Here we report a primary structure conserved between Helicobacter pylori (H. pylori)-tumor necrosis factor-alpha inducing protein (Tipalpha) and bacterial penicillin-binding proteins. H. pylori is a Gram-negative bacterium which plays a key part in carcinogenesis in the human stomach. We previously reported that Tipalpha has a carcinogenic potential as tumor promoter, and that it has no obvious homologue in other species. To investigate the structure-function relationship of Tipalpha and to predict its ancestral protein, we searched among proteins which have weak homology to Tipalpha in their primary structures, using Psi-Blast, and we identified numerous Gram-positive bacterial penicillin-binding proteins as weakly homologous to Tipalpha.

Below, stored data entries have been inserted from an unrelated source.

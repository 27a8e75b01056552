//! Web server module

mod cors;
mod middleware;
mod routes;

pub use cors::OriginPolicy;

use anyhow::Result;
use axum::{
    routing::{get, post},
    Router,
};
use std::{net::SocketAddr, sync::Arc};
use tower_http::trace::TraceLayer;
use tracing::info;

use crate::config::Config;
use crate::db::{AggregateStore, Database, EventStore};
use crate::geoip::GeoResolver;

/// Everything a handler needs, built once at startup
pub struct AppState {
    pub config: Arc<Config>,
    pub events: Arc<dyn EventStore>,
    pub aggregates: Arc<dyn AggregateStore>,
    pub geo: GeoResolver,
}

impl AppState {
    pub fn new(config: Config, db: Database, geo: GeoResolver) -> Self {
        let db = Arc::new(db);
        Self {
            config: Arc::new(config),
            events: db.clone(),
            aggregates: db,
            geo,
        }
    }
}

/// Build the router with origin checks, CORS and request tracing.
///
/// Layers run outermost first: trace, CORS, origin guard, handler.
pub fn build_router(state: Arc<AppState>) -> Router {
    let policy = OriginPolicy::from_config(&state.config);

    Router::new()
        .route("/health", get(routes::health))
        .route("/api/event", post(routes::post_event))
        .route("/api/events", get(routes::get_recent_events))
        .route("/api/events/:session_id", get(routes::get_session_events))
        .route("/api/aggregated-data", get(routes::get_aggregated_data))
        .layer(middleware::OriginGuardLayer::new(policy.clone()))
        .layer(cors::cors_layer(policy))
        .layer(TraceLayer::new_for_http())
        .with_state(state)
}

pub async fn start_server(state: Arc<AppState>) -> Result<()> {
    let addr = format!("{}:{}", state.config.server.host, state.config.server.port);
    let app = build_router(state);

    info!("Web server starting on http://{}", addr);

    let listener = tokio::net::TcpListener::bind(&addr).await?;
    axum::serve(
        listener,
        app.into_make_service_with_connect_info::<SocketAddr>(),
    )
    .await?;

    Ok(())
}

Among these, several unique amino acids are conserved and form a motif-like structure. Phylogenic tree analysis indicated that Tipalpha is closer to the penicillin-binding proteins of Gram-positive bacteria, based on their primary structures, than to H. pylori. This finding suggests that Tipalpha and penicillin-binding proteins are derived from a common ancestral protein, and that Tipalpha gene may be transferred horizontally from Gram-positive bacteria to H. pylori.